There Were 350 New “Scam Tokens” Produced Every Day This Year: Solidus Labs

There Were 350 New Scam Tokens Produced Every Day This Year Solidus Labs

Investors and marketing companies are exhausted by the recent news from Solidus Labs. The blockchain risk monitoring firm Solidus Labs reveals that this year more than 350 scam currencies were created to trap millions of investors.

The firm also declared that reports are showing almost 117,620 scam tokens were placed from this year January to November. Scammers are producing fraudulent crypto tokens for cheating investors. At the same time, the rise of scam tokens is related to the growth of activity within the field of cryptocurrency.

Money matters always follow threats at all times. Especially, When it comes to cryptocurrency, this year was highly remarkable in its scam talks.
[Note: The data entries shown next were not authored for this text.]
impl CompositeControl {
    pub fn new(core: ControlCore) -> Self {
        Self {
            core,
            children: Mutex::new(HashMap::new()),
        }
    }

    pub fn core(&self) -> &ControlCore {
        &self.core
    }

    /// Control of a sub-block that has been triggered or waited on
    pub fn child(&self, instance: &str) -> Option<Arc<ExecutionControl>> {
        self.children.lock().get(instance).cloned()
    }

    pub async fn execute(
        &self,
        request: &RunBlockRequest,
        optimization_scope_id: Option<&str>,
    ) -> EngineResult<BlockResult> {
        let _idle = self
            .core
            .try_acquire()
            .ok_or_else(|| EngineError::ConcurrencyViolation {
                block: self.core.label().to_string(),
            })?;

        self.core.begin_run(request);

        match self.run_graph(request, optimization_scope_id).await {
            Ok(result) => {
                self.core.finish_success(result.clone());
                Ok(result)
            }
            Err(error) => {
                self.core.finish_failure(error.clone());
                Err(error)
            }
        }
    }

    fn composite_def(&self) -> EngineResult<&CompositeBlockDef> {
        match self.core.definition().as_ref() {
            BlockDefinition::Composite(def) => Ok(def),
            BlockDefinition::Basic(def) => Err(EngineError::definition(format!(
                "'{}' is a basic block",
                def.id
            ))),
        }
    }

    async fn run_graph(
        &self,
        request: &RunBlockRequest,
        scope_id: Option<&str>,
    ) -> EngineResult<BlockResult> {
        let def = self.composite_def()?;
        let core = &self.core;

        core.apply_bindings(&request.bindings)?;

        let trigger = core
            .definition()
            .resolve_trigger(request.trigger_event.as_deref())
            .ok_or_else(|| EngineError::routing(core.label(), "no trigger event to run"))?;

        let initial: Vec<EventConnection> = def.connections_from(None, &trigger).cloned().collect();
        if initial.is_empty() {
            return Err(EngineError::routing(
                core.label(),
                format!("no connection from boundary event '{}'", trigger),
            ));
        }

        let (reports, mut inbox) = mpsc::unbounded_channel();
        let mut outstanding = 0usize;
        let mut output_events = Vec::new();

        outstanding += self.launch_wave(def, &initial, request, scope_id, &reports, &mut output_events)?;

        while outstanding > 0 {
            let report = tokio::select! {
                report = inbox.recv() => report,
                _ = request.cancellation.cancelled() => return Err(EngineError::Cancelled),
            };
            let Some(BranchReport { instance, outcome }) = report else {
                return Err(EngineError::Cancelled);
            };
            outstanding -= 1;

            match outcome {
                Ok(events) => {
                    for event in events {
                        let next: Vec<EventConnection> = def
                            .connections_from(Some(&instance), &event)
                            .cloned()
                            .collect();
                        outstanding += self.launch_wave(
                            def,
                            &next,
                            request,
                            scope_id,
                            &reports,
                            &mut output_events,
                        )?;
                    }
                }
                Err(error) => {
                    // In-flight siblings keep running until done or cancelled
                    warn!(
                        composite = %core.label(),
                        instance = %instance,
                        error = %error,
                        "sub-block failed"
                    );
                    core.env().progress.send_event(ExecutionEvent::warning(
                        format!("sub-block '{}' failed: {}", instance, error),
                        Some(core.label().to_string()),
                    ));
                    return Err(error);
                }
            }
        }

        self.commit_boundary_outputs(def)?;

        Ok(BlockResult {
            from_state: None,
            final_state: None,
            output_events,
        })
    }

    /// Start one task per sub-block target; returns how many were started
    fn launch_wave(
        &self,
        def: &CompositeBlockDef,
        connections: &[EventConnection],
        request: &RunBlockRequest,
        scope_id: Option<&str>,
        reports: &mpsc::UnboundedSender<BranchReport>,
        output_events: &mut Vec<String>,
    ) -> EngineResult<usize> {
        let mut launched = 0;

        for connection in connections {
            let Some(instance) = &connection.target_block_id else {
                push_unique(output_events, &connection.target_event);
                continue;
            };

            let child = self.child_or_create(def, instance)?;
            let inputs = self.resolve_inputs(def, instance, &child, &connection.target_event)?;

            debug!(
                composite = %self.core.label(),
                instance = %instance,
                event = %connection.target_event,
                "launching sub-block"
            );
            self.core.env().progress.send_event(ExecutionEvent::sub_block_launched(
                self.core.label(),
                instance,
                &connection.target_event,
            ));

            let child_request = request.for_child(&connection.target_event);
            let scope_id = scope_id.map(str::to_string);
            let instance = instance.clone();
            let reports = reports.clone();

            tokio::spawn(async move {
                let outcome = run_branch(&child, inputs, &child_request, scope_id.as_deref()).await;
                let _ = reports.send(BranchReport { instance, outcome });
            });
            launched += 1;
        }

        Ok(launched)
    }

    fn child_or_create(
        &self,
        def: &CompositeBlockDef,
        instance: &str,
    ) -> EngineResult<Arc<ExecutionControl>> {
        let mut children = self.children.lock();
        if let Some(control) = children.get(instance) {
            return Ok(Arc::clone(control));
        }

        let definition = def.child_definitions.get(instance).cloned().ok_or_else(|| {
            EngineError::definition(format!(
                "composite '{}' has no resolved sub-block '{}'",
                def.id, instance
            ))
        })?;

        let control = Arc::new(ExecutionControl::new(
            definition,
            instance,
            self.core.env().clone(),
        ));
        children.insert(instance.to_string(), Arc::clone(&control));
        Ok(control)
    }

    fn resolve_inputs(
        &self,
        def: &CompositeBlockDef,
        instance: &str,
        child: &ExecutionControl,
        event: &str,
    ) -> EngineResult<Vec<BranchInput>> {
        let Some(block_event) = child.definition().event(event) else {
            return Ok(Vec::new());
        };

        let mut inputs = Vec::with_capacity(block_event.variables.len());
        for variable in &block_event.variables {
            let source = match def.data_source(Some(instance), variable) {
                Some(connection) => match &connection.source_block_id {
                    Some(upstream) => {
                        let control = self.child_or_create(def, upstream)?;
                        let cell = control.core().cell(&connection.source_variable)?;
                        InputSource::Upstream { control, cell }
                    }
                    None => {
                        let cell = self.core.cell(&connection.source_variable)?;
                        let value = cell.value_if_set().ok_or_else(|| {
                            EngineError::definition(format!(
                                "composite '{}' variable '{}' has no value for '{}.{}'",
                                self.core.label(),
                                connection.source_variable,
                                instance,
                                variable
                            ))
                        })?;
                        InputSource::Boundary(value)
                    }
                },
                None => InputSource::Unconnected,
            };
            inputs.push(BranchInput {
                variable: variable.clone(),
                source,
            });
        }
        Ok(inputs)
    }

    /// Copy sub-block results onto the composite's outputs in one commit
    fn commit_boundary_outputs(&self, def: &CompositeBlockDef) -> EngineResult<()> {
        let mut staged = Vec::new();

        for connection in def.boundary_outputs() {
            let value = match &connection.source_block_id {
                None => self.core.cell(&connection.source_variable)?.value_if_set(),
                Some(instance) => {
                    let child = self.child(instance);
                    match child {
                        Some(child) => child.core().cell(&connection.source_variable)?.value_if_set(),
                        None => None,
                    }
                }
            };

            if let Some(value) = value {
                staged.push((connection.target_variable.clone(), value));
            }
        }

        self.core.commit_outputs(staged)
    }
}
According To Solidus Labs,350 “Scam Tokens” Were Created Daily

Generally, many people need to be made aware of cryptocurrency. Cryptocurrency is a digital currency used for different purposes. We can use cryptocurrency through phones and other electronic gadgets which allow transactions.

There Were 350 New Scam Tokens Produced Every Day This Year Solidus Labs

There are different types of cryptocurrencies are available today. But bitcoin is the most known and widely used cryptocurrency. It is mainly used for avoiding transactional charges, investments and for quick transactions, etc.

This year saw a huge increase in crypto scams. Especially, the constant issues reported in scam tokens create disappointment among investors and stock marketing companies. The report says that Binance and Ethereum are the most used cryptocurrencies used for fraud.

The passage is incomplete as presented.